Stored data:
◇ ◇ ◇ ◇
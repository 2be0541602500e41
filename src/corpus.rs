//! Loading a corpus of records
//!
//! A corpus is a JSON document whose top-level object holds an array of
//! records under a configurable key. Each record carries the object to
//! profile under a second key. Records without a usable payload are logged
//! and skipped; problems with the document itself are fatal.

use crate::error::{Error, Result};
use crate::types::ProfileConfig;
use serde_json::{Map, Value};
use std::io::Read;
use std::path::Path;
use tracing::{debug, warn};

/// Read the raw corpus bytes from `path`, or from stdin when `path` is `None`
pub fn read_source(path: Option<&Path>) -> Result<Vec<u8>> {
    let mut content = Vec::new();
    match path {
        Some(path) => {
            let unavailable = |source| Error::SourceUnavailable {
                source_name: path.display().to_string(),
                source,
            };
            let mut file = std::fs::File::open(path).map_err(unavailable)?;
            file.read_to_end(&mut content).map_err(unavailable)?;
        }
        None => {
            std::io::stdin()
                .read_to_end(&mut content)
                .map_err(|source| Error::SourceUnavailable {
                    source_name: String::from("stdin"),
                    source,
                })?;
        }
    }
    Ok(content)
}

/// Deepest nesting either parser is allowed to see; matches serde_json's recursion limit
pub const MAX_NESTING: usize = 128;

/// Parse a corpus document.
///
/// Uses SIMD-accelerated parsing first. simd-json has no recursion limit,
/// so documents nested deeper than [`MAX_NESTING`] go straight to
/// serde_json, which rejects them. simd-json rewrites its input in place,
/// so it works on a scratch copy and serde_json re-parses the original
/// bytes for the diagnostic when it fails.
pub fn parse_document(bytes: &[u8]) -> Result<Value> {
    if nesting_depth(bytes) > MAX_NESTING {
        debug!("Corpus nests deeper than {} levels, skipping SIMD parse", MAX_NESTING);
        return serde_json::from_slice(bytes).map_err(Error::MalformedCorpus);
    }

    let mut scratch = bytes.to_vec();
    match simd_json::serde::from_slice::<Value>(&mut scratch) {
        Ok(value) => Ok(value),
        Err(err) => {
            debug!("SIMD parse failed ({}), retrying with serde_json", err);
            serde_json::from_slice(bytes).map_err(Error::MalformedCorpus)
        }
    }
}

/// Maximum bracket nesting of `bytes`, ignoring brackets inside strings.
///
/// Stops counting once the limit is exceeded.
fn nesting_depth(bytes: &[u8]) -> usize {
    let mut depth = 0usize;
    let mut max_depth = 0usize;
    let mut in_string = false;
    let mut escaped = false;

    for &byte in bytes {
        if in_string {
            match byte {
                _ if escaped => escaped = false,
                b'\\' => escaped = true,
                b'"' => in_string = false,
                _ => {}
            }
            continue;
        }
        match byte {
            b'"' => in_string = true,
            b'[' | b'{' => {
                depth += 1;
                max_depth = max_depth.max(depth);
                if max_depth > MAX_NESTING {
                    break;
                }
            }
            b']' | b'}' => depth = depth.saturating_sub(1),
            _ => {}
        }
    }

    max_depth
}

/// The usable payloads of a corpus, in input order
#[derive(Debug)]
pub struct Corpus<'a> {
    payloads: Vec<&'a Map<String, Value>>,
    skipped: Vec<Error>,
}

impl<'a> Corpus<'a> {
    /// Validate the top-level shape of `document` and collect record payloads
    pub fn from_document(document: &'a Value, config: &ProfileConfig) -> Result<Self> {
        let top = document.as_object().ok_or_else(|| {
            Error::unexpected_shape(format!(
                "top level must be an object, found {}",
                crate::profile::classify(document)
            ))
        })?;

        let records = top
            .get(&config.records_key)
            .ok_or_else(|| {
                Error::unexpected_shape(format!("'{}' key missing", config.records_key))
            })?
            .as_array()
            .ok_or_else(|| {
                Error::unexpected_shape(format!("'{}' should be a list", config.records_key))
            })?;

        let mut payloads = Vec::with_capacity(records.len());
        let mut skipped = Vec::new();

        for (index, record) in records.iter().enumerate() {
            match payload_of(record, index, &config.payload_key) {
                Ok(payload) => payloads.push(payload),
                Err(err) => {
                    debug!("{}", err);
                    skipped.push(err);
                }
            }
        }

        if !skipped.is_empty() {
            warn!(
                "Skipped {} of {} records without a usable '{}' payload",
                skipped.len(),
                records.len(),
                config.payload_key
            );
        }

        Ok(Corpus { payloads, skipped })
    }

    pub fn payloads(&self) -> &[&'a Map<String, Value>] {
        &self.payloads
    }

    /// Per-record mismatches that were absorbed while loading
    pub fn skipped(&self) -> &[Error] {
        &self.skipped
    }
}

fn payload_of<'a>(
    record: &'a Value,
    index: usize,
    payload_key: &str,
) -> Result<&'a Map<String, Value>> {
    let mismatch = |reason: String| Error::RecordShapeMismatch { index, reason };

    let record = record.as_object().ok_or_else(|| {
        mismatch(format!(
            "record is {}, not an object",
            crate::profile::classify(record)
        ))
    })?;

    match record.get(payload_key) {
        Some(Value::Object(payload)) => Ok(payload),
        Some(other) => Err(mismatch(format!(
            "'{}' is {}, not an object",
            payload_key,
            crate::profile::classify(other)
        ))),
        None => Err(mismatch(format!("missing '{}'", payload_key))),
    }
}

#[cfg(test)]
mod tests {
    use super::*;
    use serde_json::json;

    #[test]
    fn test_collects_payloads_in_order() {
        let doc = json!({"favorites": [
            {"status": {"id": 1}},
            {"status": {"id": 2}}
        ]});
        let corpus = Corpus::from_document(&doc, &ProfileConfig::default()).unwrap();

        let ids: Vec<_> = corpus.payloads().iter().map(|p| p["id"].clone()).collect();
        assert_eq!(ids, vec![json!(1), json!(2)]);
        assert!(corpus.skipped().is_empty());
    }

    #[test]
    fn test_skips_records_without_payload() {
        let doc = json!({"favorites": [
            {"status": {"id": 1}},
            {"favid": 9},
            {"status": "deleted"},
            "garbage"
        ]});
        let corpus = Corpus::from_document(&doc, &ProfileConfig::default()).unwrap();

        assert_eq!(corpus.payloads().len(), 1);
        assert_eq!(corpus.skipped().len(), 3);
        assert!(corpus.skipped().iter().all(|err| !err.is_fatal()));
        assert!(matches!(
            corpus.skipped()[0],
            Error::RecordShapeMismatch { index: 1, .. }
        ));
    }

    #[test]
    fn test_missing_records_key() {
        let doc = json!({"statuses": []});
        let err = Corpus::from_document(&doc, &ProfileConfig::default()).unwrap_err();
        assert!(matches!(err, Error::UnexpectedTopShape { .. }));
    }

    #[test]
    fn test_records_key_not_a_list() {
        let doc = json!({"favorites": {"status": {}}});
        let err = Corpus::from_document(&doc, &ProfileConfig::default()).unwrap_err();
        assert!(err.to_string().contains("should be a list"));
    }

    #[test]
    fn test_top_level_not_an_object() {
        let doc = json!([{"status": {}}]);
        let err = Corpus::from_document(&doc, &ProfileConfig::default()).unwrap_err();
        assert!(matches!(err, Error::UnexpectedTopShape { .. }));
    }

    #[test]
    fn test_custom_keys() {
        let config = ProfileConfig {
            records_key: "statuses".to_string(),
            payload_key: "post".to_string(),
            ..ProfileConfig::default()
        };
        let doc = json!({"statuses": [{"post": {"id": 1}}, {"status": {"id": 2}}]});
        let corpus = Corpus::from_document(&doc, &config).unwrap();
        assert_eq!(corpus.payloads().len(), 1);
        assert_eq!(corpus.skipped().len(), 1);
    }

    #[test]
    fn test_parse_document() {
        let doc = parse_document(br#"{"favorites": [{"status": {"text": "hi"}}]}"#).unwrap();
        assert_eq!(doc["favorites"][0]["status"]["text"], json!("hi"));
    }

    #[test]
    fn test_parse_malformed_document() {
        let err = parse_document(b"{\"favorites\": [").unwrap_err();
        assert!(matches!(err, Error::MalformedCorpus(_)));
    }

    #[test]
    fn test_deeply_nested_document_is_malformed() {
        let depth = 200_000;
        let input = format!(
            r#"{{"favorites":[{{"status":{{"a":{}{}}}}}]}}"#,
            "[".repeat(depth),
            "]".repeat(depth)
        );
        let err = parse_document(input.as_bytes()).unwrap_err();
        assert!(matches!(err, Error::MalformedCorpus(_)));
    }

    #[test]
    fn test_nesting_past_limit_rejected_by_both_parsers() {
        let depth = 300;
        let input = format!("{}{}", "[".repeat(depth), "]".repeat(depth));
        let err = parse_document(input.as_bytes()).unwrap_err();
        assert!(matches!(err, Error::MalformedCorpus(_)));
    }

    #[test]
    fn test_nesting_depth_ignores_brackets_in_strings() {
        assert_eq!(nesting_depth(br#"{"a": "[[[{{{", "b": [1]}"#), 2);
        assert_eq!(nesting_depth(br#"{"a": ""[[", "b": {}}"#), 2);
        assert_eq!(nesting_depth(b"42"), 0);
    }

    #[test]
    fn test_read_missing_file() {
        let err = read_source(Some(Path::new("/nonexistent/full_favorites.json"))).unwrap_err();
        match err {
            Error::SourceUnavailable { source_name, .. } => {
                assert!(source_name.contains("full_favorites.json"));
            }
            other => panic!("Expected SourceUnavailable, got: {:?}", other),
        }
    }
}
◇ ◇ ◇ ◇
(Task instructions): Starting at the line that has "pub struct Corpus<'a>" and ending at the line that has "let top = document.as_object().ok_or_else(||", please write out the lines above exactly, leaving out all others.

(Written solution):
pub struct Corpus<'a> {
    payloads: Vec<&'a Map<String, Value>>,
    skipped: Vec<Error>,
}

impl<'a> Corpus<'a> {
    /// Validate the top-level shape of `document` and collect record payloads
    pub fn from_document(document: &'a Value, config: &ProfileConfig) -> Result<Self> {
        let top = document.as_object().ok_or_else(|| {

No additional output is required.